Problem to work on ▸ When a line below contains the string "self", show that line.

Top of Material for this exercise

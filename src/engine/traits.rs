//! RowStore trait definition
//!
//! The single abstraction every backing database implements. The service only
//! ever reads at most one row, so the surface is deliberately small.

use async_trait::async_trait;

use gate_core::{GateResult, Row};
use gate_query::{LookupQuery, SqlDialect};

/// Read-only access to the tables assumptions are checked against
#[async_trait]
pub trait RowStore: Send + Sync {
    /// Returns the unique identifier for this driver (e.g., "mysql", "sqlite")
    fn driver_id(&self) -> &'static str;

    /// SQL dialect used to render lookups for this store
    fn dialect(&self) -> SqlDialect;

    /// Runs the lookup and returns the first matching row, if any.
    ///
    /// Backend failures are reported as [`gate_core::GateError::Internal`]
    /// carrying the driver's message; callers never forward it verbatim.
    async fn fetch_one(&self, query: &LookupQuery) -> GateResult<Option<Row>>;

    /// Checks that the store is reachable
    async fn ping(&self) -> GateResult<()>;

    /// Releases pooled connections
    async fn close(&self);
}
// SPDX-License-Identifier: Apache-2.0

//! SQL dialects supported by the row stores

use serde::{Deserialize, Serialize};

/// SQL dialect for different row stores
#[derive(Debug, Clone, Copy, PartialEq, Eq, Serialize, Deserialize)]
#[serde(rename_all = "snake_case")]
pub enum SqlDialect {
    MySql,
    Sqlite,
}

impl SqlDialect {
    /// Quote an identifier according to the dialect
    pub fn quote_ident(&self, name: &str) -> String {
        match self {
            SqlDialect::Sqlite => format!("\"{}\"", name.replace('"', "\"\"")),
            SqlDialect::MySql => format!("`{}`", name.replace('`', "``")),
        }
    }

    /// Positional placeholder for a bound parameter
    pub fn placeholder(&self) -> &'static str {
        match self {
            SqlDialect::MySql | SqlDialect::Sqlite => "?",
        }
    }
}
//! Request Interceptor
//!
//! Everything that observes a request without taking part in the decision:
//! - **Audit**: structured, non-blocking recording of every outcome
//! - **Safety**: suspicious-pattern annotation for audit entries

pub mod audit;
pub mod safety;
pub mod types;

pub use audit::{AuditRecorder, JsonlAuditSink};
pub use types::*;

Bottom of Material for this exercise

Response box ▸
    fn driver_id(&self) -> &'static str;
    fn dialect(&self) -> SqlDialect;
    async fn fetch_one(&self, query: &LookupQuery) -> GateResult<Option<Row>>;
    async fn ping(&self) -> GateResult<()>;
    async fn close(&self);
    pub fn quote_ident(&self, name: &str) -> String {
        match self {
    pub fn placeholder(&self) -> &'static str {
        match self {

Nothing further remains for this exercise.